What do we know about the use of newer drug-eluting stents in small coronary vessels?

Based on pre-specified subgroup analyses of large trials, PCI with newer generation drug-eluting stents in vessels of small diameter has been shown to decrease the risk of target lesion failure and target lesion revascularisation compared PCI with early-generation drug-eluting stents (ie. SPIRIT III and IV, CENTURY II trials).

Why, potentially, could newer drug-eluting stents provide an even greater benefit than the one observed with sirolimus-eluting stents?

Newer generation drug-eluting stents with thinner stent struts, biocompatible polymers, and different limus-eluting drug analogues are expected to further improve outcomes beyond early generation drug-eluting stents, as the relationship between stent strut thickness and restenosis is particularly evident in small vessels. Moreover, newer generation drug-eluting stents have been associated with an improved safety and efficacy profile compared to early-generation drug-eluting stents in different settings (ie. in-stent restenosis).

Do you think there is a need for a randomised controlled trial specifically looking at the use of newer drug-eluting stents in small coronary vessels?

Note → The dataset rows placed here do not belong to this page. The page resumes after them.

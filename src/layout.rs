//! Asset layout convention: `<root>/<kind dir>/<folder>/<index>.<ext>`.

use crate::config::{AssetKind, Configuration};

#[derive(Debug, Clone, PartialEq, Eq)]
pub struct AssetLayout {
    root: String,
    image_dir: String,
    video_dir: String,
    image_extensions: Vec<String>,
    video_extension: String,
}

impl AssetLayout {
    pub fn new(
        root: impl Into<String>,
        image_dir: impl Into<String>,
        video_dir: impl Into<String>,
        image_extensions: Vec<String>,
        video_extension: impl Into<String>,
    ) -> Self {
        Self {
            root: root.into(),
            image_dir: image_dir.into(),
            video_dir: video_dir.into(),
            image_extensions,
            video_extension: video_extension.into(),
        }
    }

    pub fn from_config(cfg: &Configuration) -> Self {
        Self::new(
            cfg.asset_root.clone(),
            cfg.image_dir.clone(),
            cfg.video_dir.clone(),
            cfg.image_extensions.clone(),
            cfg.video_extension.clone(),
        )
    }

    /// Whether locators from this layout address an HTTP origin.
    pub fn is_networked(&self) -> bool {
        let root = self.root.to_ascii_lowercase();
        root.starts_with("http://") || root.starts_with("https://")
    }

    /// Candidate locators for one 1-based `index`, in the order they must be probed.
    pub fn candidates(&self, kind: AssetKind, folder: &str, index: u32) -> Vec<String> {
        match kind {
            AssetKind::Image => self
                .image_extensions
                .iter()
                .map(|ext| self.locator(&self.image_dir, folder, index, ext))
                .collect(),
            AssetKind::Video => {
                vec![self.locator(&self.video_dir, folder, index, &self.video_extension)]
            }
        }
    }

    fn locator(&self, dir: &str, folder: &str, index: u32, ext: &str) -> String {
        let file = format!("{index}.{ext}");
        [self.root.as_str(), dir, folder, file.as_str()]
            .iter()
            .map(|part| part.trim_matches('/'))
            .filter(|part| !part.is_empty() && *part != ".")
            .fold(
                if self.root.starts_with('/') {
                    String::from("/")
                } else {
                    String::new()
                },
                |mut acc, part| {
                    if !acc.is_empty() && !acc.ends_with('/') {
                        acc.push('/');
                    }
                    acc.push_str(part);
                    acc
                },
            )
    }
}
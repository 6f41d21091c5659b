use rust_portfolio_viewer::config::{
    AssetKind, Configuration, ContainerId, DeclaredItem, Sourcing,
};
use std::path::PathBuf;
use std::time::Duration;

#[test]
fn parse_kebab_case_config_with_defaults() {
    let yaml = r#"
asset-root: "https://example.org/site"
"#;
    let cfg: Configuration = serde_yaml::from_str(yaml).unwrap();
    let cfg = cfg.validated().unwrap();
    assert_eq!(cfg.asset_root, "https://example.org/site");
    assert_eq!(cfg.image_dir, "assets/images");
    assert_eq!(cfg.video_dir, "assets/videos");
    assert_eq!(
        cfg.image_extensions,
        vec!["jpg", "JPG", "jpeg", "JPEG", "png", "PNG"]
    );
    assert_eq!(cfg.video_extension, "mp4");
    assert_eq!(cfg.probe_timeout, Duration::from_secs(5));
    assert_eq!(cfg.scan_max_index, 20);
    assert_eq!(cfg.preferences_path, PathBuf::from("preferences.json"));
    assert_eq!(cfg.containers, ContainerId::ALL.to_vec());
    assert!(cfg.albums.is_empty());
}

#[test]
fn parse_albums_and_sourcing_modes() {
    let yaml = r#"
asset-root: "/srv/portfolio"
probe-timeout: 1500ms
scan-max-index: 8
containers: [video-albums, video-player]
albums:
  - key: wedding
    kind: photo
    title: Wedding Stories
    cover: assets/images/wedding/1.jpg
    items:
      - src: assets/images/wedding/1.jpg
        caption: Wedding
      - assets/images/wedding/2.jpg
  - key: reel
    kind: video
    title: Cinematic Reel
    subtitle: Short Social Media Content
    folder: reel
    items:
      - "https://youtube.com/shorts/v2cWKYKMazY?feature=share"
  - key: documentary
    kind: video
    title: Short Film
    folder: documentary
  - key: placeholder
    kind: video
    title: Soon
"#;
    let cfg: Configuration = serde_yaml::from_str(yaml).unwrap();
    let cfg = cfg.validated().unwrap();
    assert_eq!(cfg.probe_timeout, Duration::from_millis(1500));
    assert_eq!(cfg.scan_max_index, 8);
    assert_eq!(
        cfg.containers,
        vec![ContainerId::VideoAlbums, ContainerId::VideoPlayer]
    );

    let wedding = cfg.album("wedding").unwrap();
    assert_eq!(wedding.kind, AssetKind::Image);
    assert_eq!(wedding.poster.as_deref(), Some("assets/images/wedding/1.jpg"));
    assert_eq!(
        wedding.items,
        vec![
            DeclaredItem::Detailed {
                src: "assets/images/wedding/1.jpg".into(),
                caption: Some("Wedding".into()),
            },
            DeclaredItem::Locator("assets/images/wedding/2.jpg".into()),
        ]
    );
    assert_eq!(wedding.items[0].caption(), Some("Wedding"));

    let reel = cfg.album("reel").unwrap();
    assert!(matches!(reel.sourcing(), Sourcing::Declared(items) if items.len() == 1));
    assert_eq!(
        cfg.album("documentary").unwrap().sourcing(),
        Sourcing::Scan("documentary")
    );
    assert_eq!(cfg.album("placeholder").unwrap().sourcing(), Sourcing::Empty);
    assert_eq!(cfg.albums_of(AssetKind::Video).count(), 3);
}

#[test]
fn extensions_are_normalised() {
    let yaml = r#"
image-extensions: [".jpg", " png "]
video-extension: ".webm"
"#;
    let cfg: Configuration = serde_yaml::from_str(yaml).unwrap();
    let cfg = cfg.validated().unwrap();
    assert_eq!(cfg.image_extensions, vec!["jpg", "png"]);
    assert_eq!(cfg.video_extension, "webm");
}

#[test]
fn rejects_unknown_fields() {
    let yaml = r#"
asset-root: "/srv"
photo-library-path: "/photos"
"#;
    assert!(serde_yaml::from_str::<Configuration>(yaml).is_err());
}

#[test]
fn rejects_duplicate_album_keys() {
    let yaml = r#"
albums:
  - { key: reel, kind: video, title: A, folder: a }
  - { key: reel, kind: video, title: B, folder: b }
"#;
    let cfg: Configuration = serde_yaml::from_str(yaml).unwrap();
    let err = cfg.validated().unwrap_err();
    assert!(err.to_string().contains("duplicate album key"), "{err}");
}

#[test]
fn rejects_invalid_limits() {
    let cfg: Configuration = serde_yaml::from_str("scan-max-index: 0").unwrap();
    assert!(cfg.validated().is_err());

    let cfg: Configuration = serde_yaml::from_str("probe-timeout: 0s").unwrap();
    assert!(cfg.validated().is_err());

    let cfg: Configuration = serde_yaml::from_str("image-extensions: []").unwrap();
    assert!(cfg.validated().is_err());
}

#[test]
fn loads_from_file() {
    let dir = tempfile::tempdir().unwrap();
    let path = dir.path().join("config.yaml");
    std::fs::write(
        &path,
        "asset-root: \"/srv/site\"\nalbums:\n  - { key: reel, kind: video, title: Reel, folder: reel }\n",
    )
    .unwrap();
    let cfg = Configuration::from_yaml_file(&path)
        .unwrap()
        .validated()
        .unwrap();
    assert_eq!(cfg.album("reel").unwrap().folder, "reel");
}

Although our findings pertain to early-generation sirolimus-eluting stents, the observed relative reduction of approximately 30% in risk of target-lesion revascularisation in this meta-analysis may have relevant implications for decision-making, as the potential clinical benefit may be even greater with newer generation drug-eluting stents. However, in the absence of dedicated randomised comparisons, definitive conclusions on the effect of benefit of newer generation drug-eluting stents in small coronary vessels disease are not possible. Therefore, dedicated future trials are warranted to validate the findings of subgroup analyses of previous trials and to corroborate the results of this meta-analysis.